If you are feeling exhausted to the point that you cannot function, then I would say that's probably exhausted beyond the normal post-surgery tiredness. Can you stick it out a few more weeks, to see if your remaining half figures out what's going on and steps up to the plate to take over?

Are you talking EARLY September for your appointment? You might want to get labs done in August instead of waiting that long. Maybe a few weeks from now???


----------



## DonnaK (Mar 22, 2011)

When I had my TT, one of the nurses told me she had one last year and that I would feel fine for about 10 days and then it would hit me as that is the time frame for all the remaining to be used up and my medication wouldn't be fully in my system yet. It's been 4 weeks and they say it takes that long, but I am under medicated so still feeling extremely hypo. I can't wait for an increase and another 4 weeks to maybe start feeling a little better.


----------



## Octavia (Aug 1, 2011)

DonnaK said:


> When I had my TT, one of the nurses told me she had one last year and that I would feel fine for about 10 days and then it would hit me as that is the time frame for all the remaining to be used up and my medication wouldn't be fully in my system yet. It's been 4 weeks and they say it takes that long, but I am under medicated so still feeling extremely hypo. I can't wait for an increase and another 4 weeks to maybe start feeling a little better.


I just don't understand why some doctors start people out with low (too low) doses. I guess it's the fear/possibility of a thyroid dump during surgery???


----------



## joplin1975 (Jul 21, 2011)

Octavia said:


> I just don't understand why some doctors start people out with low (too low) doses. I guess it's the fear/possibility of a thyroid dump during surgery???

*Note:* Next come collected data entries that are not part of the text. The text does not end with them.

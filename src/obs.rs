//! Observation buffer contract.
//!
//! The simulation delivers world state straight into memory owned by the
//! caller. Before the first episode starts, the caller binds a typed,
//! fixed-shape region per [`Channel`] it cares about; every suspend point
//! the simulation writes the bound regions in place through a [`Frame`].
//! Unbound channels are skipped.
//!
//! ```text
//! caller memory ──bind──▶ ObservationBuffers ──resume──▶ Frame (simulation)
//!        ▲                                                    │
//!        └────────────── written in place, no copies ─────────┘
//! ```

mod buffers;
mod channel;
mod frame;

pub use buffers::{ObservationBuffers, RawBuffer};
pub use channel::{
    BLSTATS, CHARS, COLORS, Channel, ChannelKey, DType, Element, GLYPHS, INTERNAL, INV_GLYPHS,
    INV_LETTERS, INV_OCLASSES, INV_STRS, MESSAGE, MISC, PROGRAM_STATE, SCREEN_DESCRIPTIONS,
    SPECIALS, TTY_CHARS, TTY_COLORS, TTY_CURSOR,
};
pub use frame::Frame;

pub(crate) use frame::FrameTarget;

/// Number of map rows.
pub const ROWNO: usize = 21;
/// Number of map columns; the leftmost column is never displayed.
pub const COLNO: usize = 80;
/// Size of the status-line vector.
pub const NLE_BLSTATS_SIZE: usize = 27;
/// Size of the program-state vector.
pub const NLE_PROGRAM_STATE_SIZE: usize = 6;
/// Size of the internal-state vector.
pub const NLE_INTERNAL_SIZE: usize = 9;
/// Size of the miscellaneous-flags vector.
pub const NLE_MISC_SIZE: usize = 3;
/// Number of inventory slots.
pub const NLE_INVENTORY_SIZE: usize = 55;
/// Bytes per inventory description.
pub const NLE_INVENTORY_STR_LENGTH: usize = 80;
/// Bytes per screen description.
pub const NLE_SCREEN_DESCRIPTION_LENGTH: usize = 80;
/// Bytes in the message buffer.
pub const NLE_MESSAGE_SIZE: usize = 256;
/// Terminal rows.
pub const NLE_TERM_LI: usize = 24;
/// Terminal columns.
pub const NLE_TERM_CO: usize = 80;

/// Indices into the status-line vector.
pub mod blstats {
    /// Hero x coordinate.
    pub const NLE_BL_X: usize = 0;
    /// Hero y coordinate.
    pub const NLE_BL_Y: usize = 1;
    /// Strength (3..25).
    pub const NLE_BL_STR25: usize = 2;
    /// Strength (3..125).
    pub const NLE_BL_STR125: usize = 3;
    /// Dexterity.
    pub const NLE_BL_DEX: usize = 4;
    /// Constitution.
    pub const NLE_BL_CON: usize = 5;
    /// Intelligence.
    pub const NLE_BL_INT: usize = 6;
    /// Wisdom.
    pub const NLE_BL_WIS: usize = 7;
    /// Charisma.
    pub const NLE_BL_CHA: usize = 8;
    /// Score.
    pub const NLE_BL_SCORE: usize = 9;
    /// Hit points.
    pub const NLE_BL_HP: usize = 10;
    /// Maximum hit points.
    pub const NLE_BL_HPMAX: usize = 11;
    /// Dungeon depth.
    pub const NLE_BL_DEPTH: usize = 12;
    /// Gold.
    pub const NLE_BL_GOLD: usize = 13;
    /// Energy.
    pub const NLE_BL_ENE: usize = 14;
    /// Maximum energy.
    pub const NLE_BL_ENEMAX: usize = 15;
    /// Armor class.
    pub const NLE_BL_AC: usize = 16;
    /// Monster level (when polymorphed).
    pub const NLE_BL_HD: usize = 17;
    /// Experience level.
    pub const NLE_BL_XP: usize = 18;
    /// Experience points.
    pub const NLE_BL_EXP: usize = 19;
    /// Game time in turns.
    pub const NLE_BL_TIME: usize = 20;
    /// Hunger state.
    pub const NLE_BL_HUNGER: usize = 21;
    /// Carrying capacity.
    pub const NLE_BL_CAP: usize = 22;
    /// Dungeon number.
    pub const NLE_BL_DNUM: usize = 23;
    /// Level number within the dungeon.
    pub const NLE_BL_DLEVEL: usize = 24;
    /// Condition bitmask.
    pub const NLE_BL_CONDITION: usize = 25;
    /// Alignment.
    pub const NLE_BL_ALIGN: usize = 26;
}

/// Glyph-space offsets shared by simulations that speak this contract.
pub mod glyph {
    /// First monster glyph.
    pub const GLYPH_MON_OFF: i16 = 0;
    /// Number of monster species.
    pub const NUMMONS: i16 = 381;
    /// First pet glyph.
    pub const GLYPH_PET_OFF: i16 = GLYPH_MON_OFF + NUMMONS;
    /// First object glyph.
    pub const GLYPH_OBJ_OFF: i16 = 1907;
    /// First map-feature glyph.
    pub const GLYPH_CMAP_OFF: i16 = 2359;
    /// One past the last glyph.
    pub const MAX_GLYPH: i16 = 5976;
    /// Marker for "nothing here".
    pub const NO_GLYPH: i16 = MAX_GLYPH;
}

/// Copy `text` into `dst` as a NUL-terminated C string.
///
/// The text is truncated so that at least one trailing NUL fits; the rest of
/// `dst` is zeroed. Returns the number of text bytes written.
pub fn write_cstr(dst: &mut [u8], text: &[u8]) -> usize {
    let n = text.len().min(dst.len().saturating_sub(1));
    dst[..n].copy_from_slice(&text[..n]);
    dst[n..].fill(0);
    n
}
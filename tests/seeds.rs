//! Seed controller behaviour seen through whole sessions.
//!
//! Run with: cargo test --test seeds

#![allow(missing_docs)]
#![allow(clippy::unwrap_used)]

use std::path::{Path, PathBuf};

use nle_bridge::obs::{BLSTATS, CHARS, MESSAGE, NLE_BLSTATS_SIZE};
use nle_bridge::sim::demo::DemoLoader;
use nle_bridge::{Channel, ObservationBuffers, Seeds, Session, Settings};

fn module(dir: &tempfile::TempDir, name: &str) -> PathBuf {
    let path = dir.path().join(name);
    std::fs::write(&path, b"").unwrap();
    path
}

/// Everything the caller can see after each step.
#[derive(Debug, PartialEq, Eq)]
struct Snapshot {
    chars: Vec<u8>,
    blstats: Vec<i64>,
    message: Vec<u8>,
}

/// Play `actions` from `seeds` and record every observation.
fn play(path: &Path, seeds: Seeds, actions: &[u8]) -> Vec<Snapshot> {
    let mut chars = vec![0u8; Channel::Chars.element_count()];
    let mut blstats = vec![0i64; NLE_BLSTATS_SIZE];
    let mut message = vec![0u8; Channel::Message.element_count()];
    let settings = Settings {
        initial_seeds: Some(seeds),
        ..Settings::default()
    };

    let mut session = Session::new(path, &DemoLoader, settings).unwrap();
    session
        .set_buffers(
            ObservationBuffers::new()
                .with(CHARS, &mut chars)
                .unwrap()
                .with(BLSTATS, &mut blstats)
                .unwrap()
                .with(MESSAGE, &mut message)
                .unwrap(),
        )
        .unwrap();
    session.start(None).unwrap();

    let snapshot = |s: &Session<'_>| Snapshot {
        chars: s.observation(CHARS).unwrap().to_vec(),
        blstats: s.observation(BLSTATS).unwrap().to_vec(),
        message: s.observation(MESSAGE).unwrap().to_vec(),
    };
    let mut snapshots = vec![snapshot(&session)];
    for &action in actions {
        if session.step(i32::from(action)).unwrap() {
            snapshots.push(snapshot(&session));
            break;
        }
        snapshots.push(snapshot(&session));
    }
    snapshots
}

const WALK: &[u8] = b"hhhhjjjjllllkkkkyubnsssssssshjkl>>>lllllssss";

#[test]
fn test_same_seeds_same_episode() {
    let dir = tempfile::tempdir().unwrap();
    let seeds = Seeds::new(1234, 5678, false);
    let a = play(&module(&dir, "a.so"), seeds, WALK);
    let b = play(&module(&dir, "b.so"), seeds, WALK);
    assert_eq!(a, b);
}

#[test]
fn test_reseed_flag_changes_nothing_before_a_reseed_point() {
    let dir = tempfile::tempdir().unwrap();
    let plain = play(&module(&dir, "a.so"), Seeds::new(1, 2, false), b"ssss");
    let reseeding = play(&module(&dir, "b.so"), Seeds::new(1, 2, true), b"ssss");
    assert_eq!(plain[0].chars, reseeding[0].chars);
}

#[test]
fn test_generation_seed_fixes_the_layout() {
    let dir = tempfile::tempdir().unwrap();
    let a = play(&module(&dir, "a.so"), Seeds::new(1, 2, false).with_lgen(Some(77)), b"");
    let b = play(&module(&dir, "b.so"), Seeds::new(3, 4, false).with_lgen(Some(77)), b"");
    assert_eq!(a[0].chars, b[0].chars);
}

#[test]
fn test_initial_seeds_are_one_shot() {
    let dir = tempfile::tempdir().unwrap();
    let path = module(&dir, "libnethack.so");
    let mut session = Session::new(&path, &DemoLoader, Settings::default()).unwrap();

    session.set_initial_seeds(Seeds::new(7, 8, true)).unwrap();
    session.start(None).unwrap();
    assert_eq!(session.get_seeds().unwrap().as_tuple(), (7, 8, true, None));
    assert!(!session.seeds_pending());

    session.reset(None).unwrap();
    let drawn = session.get_seeds().unwrap();
    assert_ne!((drawn.core, drawn.disp), (7, 8));
    assert!(drawn.reseed);
    assert_eq!(drawn.lgen, None);
}

#[test]
fn test_live_reseed_keeps_the_episode_running() {
    let dir = tempfile::tempdir().unwrap();
    let path = module(&dir, "libnethack.so");
    let mut session = Session::new(&path, &DemoLoader, Settings::default()).unwrap();
    session.start(None).unwrap();
    session.step(i32::from(b's')).unwrap();

    session
        .set_seeds(Seeds::new(11, 12, false).with_lgen(Some(13)))
        .unwrap();
    assert_eq!(
        session.get_seeds().unwrap().as_tuple(),
        (11, 12, false, Some(13))
    );
    assert!(!session.step(i32::from(b's')).unwrap());
    assert_eq!(session.steps(), 2);
}
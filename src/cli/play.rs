//! Play command implementation - interactive TUI.

// Terminal geometry fits comfortably in u16
#![allow(clippy::cast_possible_truncation, clippy::needless_pass_by_value)]

use super::store::ObservationStore;
use super::{CliError, clock_seed, load_settings};
use crossterm::{
    event::{self, Event, KeyCode, KeyEventKind, KeyModifiers},
    execute,
    terminal::{EnterAlternateScreen, LeaveAlternateScreen, disable_raw_mode, enable_raw_mode},
};
use nle_bridge::obs::blstats::{
    NLE_BL_DEPTH, NLE_BL_HP, NLE_BL_HPMAX, NLE_BL_HUNGER, NLE_BL_SCORE, NLE_BL_TIME,
};
use nle_bridge::obs::{BLSTATS, MESSAGE, NLE_TERM_CO, TTY_CHARS, TTY_COLORS};
use nle_bridge::sim::demo::DemoLoader;
use nle_bridge::{Seeds, Session};
use ratatui::{
    Frame, Terminal,
    backend::CrosstermBackend,
    layout::{Constraint, Direction, Layout, Rect},
    style::{Color, Modifier, Style},
    text::{Line, Span},
    widgets::{Block, Borders, Paragraph, Wrap},
};
use std::io::stdout;
use std::path::PathBuf;
use std::time::Duration;

/// Execute the play command.
///
/// # Errors
///
/// Returns an error if the session or the terminal fails.
pub(crate) fn execute(
    module: PathBuf,
    seed: Option<u64>,
    settings: Option<PathBuf>,
    trace: Option<PathBuf>,
) -> Result<(), CliError> {
    let mut settings = load_settings(settings.as_deref())?;
    let core = seed.unwrap_or_else(clock_seed);
    settings.initial_seeds = Some(Seeds::new(core, core.wrapping_add(1), false));

    let mut store = ObservationStore::new();
    let mut session = Session::new(&module, &DemoLoader, settings)?;
    session.set_buffers(store.bind_all()?)?;
    session.start(trace.as_deref())?;

    enable_raw_mode()?;
    let mut out = stdout();
    execute!(out, EnterAlternateScreen)?;
    let backend = CrosstermBackend::new(out);
    let mut terminal = Terminal::new(backend).map_err(|e| CliError::new(e.to_string()))?;

    let mut app = App {
        session,
        next_seed: core.wrapping_add(2),
        error: None,
    };
    let result = run_tui(&mut terminal, &mut app);

    // Restore terminal
    disable_raw_mode()?;
    execute!(terminal.backend_mut(), LeaveAlternateScreen)?;

    result?;
    app.session.end()?;
    Ok(())
}

/// App state for the TUI.
struct App<'b> {
    session: Session<'b>,
    next_seed: u64,
    error: Option<String>,
}

/// What a key press asks for.
#[derive(Debug, Clone, Copy, PartialEq, Eq)]
enum Input {
    Action(i32),
    Reset,
    Exit,
}

/// Map a key press to an action.
///
/// Arrow keys move; ctrl-c leaves the TUI. Once the episode is over `r`
/// starts a new one and anything else exits.
fn translate(code: KeyCode, modifiers: KeyModifiers, done: bool) -> Option<Input> {
    if modifiers.contains(KeyModifiers::CONTROL) && code == KeyCode::Char('c') {
        return Some(Input::Exit);
    }
    if done {
        return Some(match code {
            KeyCode::Char('r') => Input::Reset,
            _ => Input::Exit,
        });
    }
    let key = match code {
        KeyCode::Up => b'k',
        KeyCode::Down => b'j',
        KeyCode::Left => b'h',
        KeyCode::Right => b'l',
        KeyCode::Esc => 27,
        KeyCode::Enter => b'\r',
        KeyCode::Char(c) if c.is_ascii() => c as u8,
        _ => return None,
    };
    Some(Input::Action(i32::from(key)))
}

fn run_tui(
    terminal: &mut Terminal<CrosstermBackend<std::io::Stdout>>,
    app: &mut App<'_>,
) -> Result<(), CliError> {
    loop {
        terminal
            .draw(|f| ui(f, app))
            .map_err(|e| CliError::new(e.to_string()))?;

        if !event::poll(Duration::from_millis(100)).map_err(|e| CliError::new(e.to_string()))? {
            continue;
        }
        let Event::Key(key) = event::read().map_err(|e| CliError::new(e.to_string()))? else {
            continue;
        };
        if key.kind != KeyEventKind::Press {
            continue;
        }

        match translate(key.code, key.modifiers, app.session.done()) {
            Some(Input::Exit) => return Ok(()),
            Some(Input::Reset) => {
                let seed = app.next_seed;
                app.next_seed = app.next_seed.wrapping_add(2);
                app.session
                    .set_initial_seeds(Seeds::new(seed, seed.wrapping_add(1), false))?;
                app.session.reset(None)?;
                app.error = None;
            }
            Some(Input::Action(action)) => {
                if let Err(e) = app.session.step(action) {
                    app.error = Some(e.to_string());
                }
            }
            None => {}
        }
    }
}

fn ui(f: &mut Frame, app: &App<'_>) {
    let chunks = Layout::default()
        .direction(Direction::Vertical)
        .constraints([
            Constraint::Length(3), // Header
            Constraint::Min(26),   // Terminal and stats
            Constraint::Length(3), // Footer
        ])
        .split(f.area());

    render_header(f, chunks[0], app);

    let main_chunks = Layout::default()
        .direction(Direction::Horizontal)
        .constraints([Constraint::Length(NLE_TERM_CO as u16 + 2), Constraint::Min(24)])
        .split(chunks[1]);

    render_screen(f, main_chunks[0], app);
    render_stats(f, main_chunks[1], app);
    render_footer(f, chunks[2], app);
}

fn render_header(f: &mut Frame, area: Rect, app: &App<'_>) {
    let session = &app.session;
    let status = match session.how_done() {
        Some(how) => format!("OVER ({how})"),
        None if session.in_normal_game() => "PLAYING".to_string(),
        None => "PROMPT".to_string(),
    };
    let title = format!(
        " NLE Bridge | Episode {} | Step {} | {} ",
        session.episodes(),
        session.steps(),
        status
    );

    let header = Paragraph::new(title)
        .style(Style::default().fg(Color::Cyan).add_modifier(Modifier::BOLD))
        .block(Block::default().borders(Borders::ALL));

    f.render_widget(header, area);
}

fn render_screen(f: &mut Frame, area: Rect, app: &App<'_>) {
    let session = &app.session;
    let lines: Vec<Line> = match (session.observation(TTY_CHARS), session.observation(TTY_COLORS)) {
        (Some(chars), Some(colors)) => chars
            .chunks_exact(NLE_TERM_CO)
            .zip(colors.chunks_exact(NLE_TERM_CO))
            .map(|(row, row_colors)| {
                Line::from(
                    row.iter()
                        .zip(row_colors)
                        .map(|(&ch, &color)| {
                            Span::styled(
                                char::from(ch).to_string(),
                                Style::default().fg(tty_color(color)),
                            )
                        })
                        .collect::<Vec<_>>(),
                )
            })
            .collect(),
        _ => Vec::new(),
    };

    let screen = Paragraph::new(lines).block(Block::default().borders(Borders::ALL).title(" Screen "));
    f.render_widget(screen, area);
}

fn tty_color(color: i8) -> Color {
    match color {
        1 => Color::Red,
        2 => Color::Green,
        3 => Color::Yellow,
        4 => Color::Blue,
        5 => Color::Magenta,
        6 => Color::Cyan,
        7 => Color::Gray,
        9 => Color::LightRed,
        10 => Color::LightGreen,
        11 => Color::LightYellow,
        12 => Color::LightBlue,
        13 => Color::LightMagenta,
        14 => Color::LightCyan,
        15 => Color::White,
        _ => Color::DarkGray,
    }
}

fn render_stats(f: &mut Frame, area: Rect, app: &App<'_>) {
    let session = &app.session;
    let stat = |i: usize| {
        session
            .observation(BLSTATS)
            .and_then(|s| s.get(i).copied())
            .unwrap_or(0)
    };
    let mut lines = vec![
        Line::from(""),
        Line::from(format!("  HP:    {}/{}", stat(NLE_BL_HP), stat(NLE_BL_HPMAX))),
        Line::from(format!("  Depth: {}", stat(NLE_BL_DEPTH))),
        Line::from(format!("  Turn:  {}", stat(NLE_BL_TIME))),
        Line::from(format!("  Score: {}", stat(NLE_BL_SCORE))),
    ];
    if stat(NLE_BL_HUNGER) > 0 {
        lines.push(Line::from(Span::styled(
            "  Hungry",
            Style::default().fg(Color::Yellow),
        )));
    }
    lines.push(Line::from(""));
    if let Ok(seeds) = session.get_seeds() {
        lines.push(Line::from(format!("  Core seed: {}", seeds.core)));
        lines.push(Line::from(format!("  Disp seed: {}", seeds.disp)));
    }
    if let Some(message) = session.observation(MESSAGE) {
        let end = message.iter().position(|&b| b == 0).unwrap_or(message.len());
        lines.push(Line::from(""));
        lines.push(Line::from(String::from_utf8_lossy(&message[..end]).to_string()));
    }
    if let Some(error) = &app.error {
        lines.push(Line::from(""));
        lines.push(Line::from(Span::styled(
            error.clone(),
            Style::default().fg(Color::Red),
        )));
    }

    let stats = Paragraph::new(lines)
        .block(Block::default().borders(Borders::ALL).title(" Status "))
        .wrap(Wrap { trim: false });
    f.render_widget(stats, area);
}

fn render_footer(f: &mut Frame, area: Rect, app: &App<'_>) {
    let controls = if app.session.done() {
        " [r] New episode  [any key] Quit "
    } else {
        " [hjklyubn/arrows] Move  [s] Search  [>] Descend  [Q] Quit game  [Ctrl-C] Exit "
    };

    let footer = Paragraph::new(controls)
        .style(Style::default().fg(Color::Gray))
        .block(Block::default().borders(Borders::ALL));

    f.render_widget(footer, area);
}

#[cfg(test)]
mod tests {
    use super::*;

    #[test]
    fn test_translate_arrows_to_vi_keys() {
        assert_eq!(
            translate(KeyCode::Left, KeyModifiers::NONE, false),
            Some(Input::Action(i32::from(b'h')))
        );
        assert_eq!(
            translate(KeyCode::Esc, KeyModifiers::NONE, false),
            Some(Input::Action(27))
        );
    }

    #[test]
    fn test_translate_after_done() {
        assert_eq!(
            translate(KeyCode::Char('r'), KeyModifiers::NONE, true),
            Some(Input::Reset)
        );
        assert_eq!(
            translate(KeyCode::Char('k'), KeyModifiers::NONE, true),
            Some(Input::Exit)
        );
    }

    #[test]
    fn test_ctrl_c_exits() {
        assert_eq!(
            translate(KeyCode::Char('c'), KeyModifiers::CONTROL, false),
            Some(Input::Exit)
        );
    }

    #[test]
    fn test_tty_color_defaults_to_gray() {
        assert_eq!(tty_color(0), Color::DarkGray);
        assert_eq!(tty_color(1), Color::Red);
    }
}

I finally talked to my endo about this, because I was still mad how things were handled with me...she said that because I was very sensitive to the synthroid before surgery and was having consistent heart palps, she was concerned about cardiac arrhythmia. I'm still not buying it, but there it is...


----------



## Octavia (Aug 1, 2011)

joplin1975 said:


> I finally talked to my endo about this, because I was still mad how things were handled with me...she said that because I was very sensitive to the synthroid before surgery and was having consistent heart palps, she was concerned about cardiac arrhythmia. I'm still not buying it, but there it is...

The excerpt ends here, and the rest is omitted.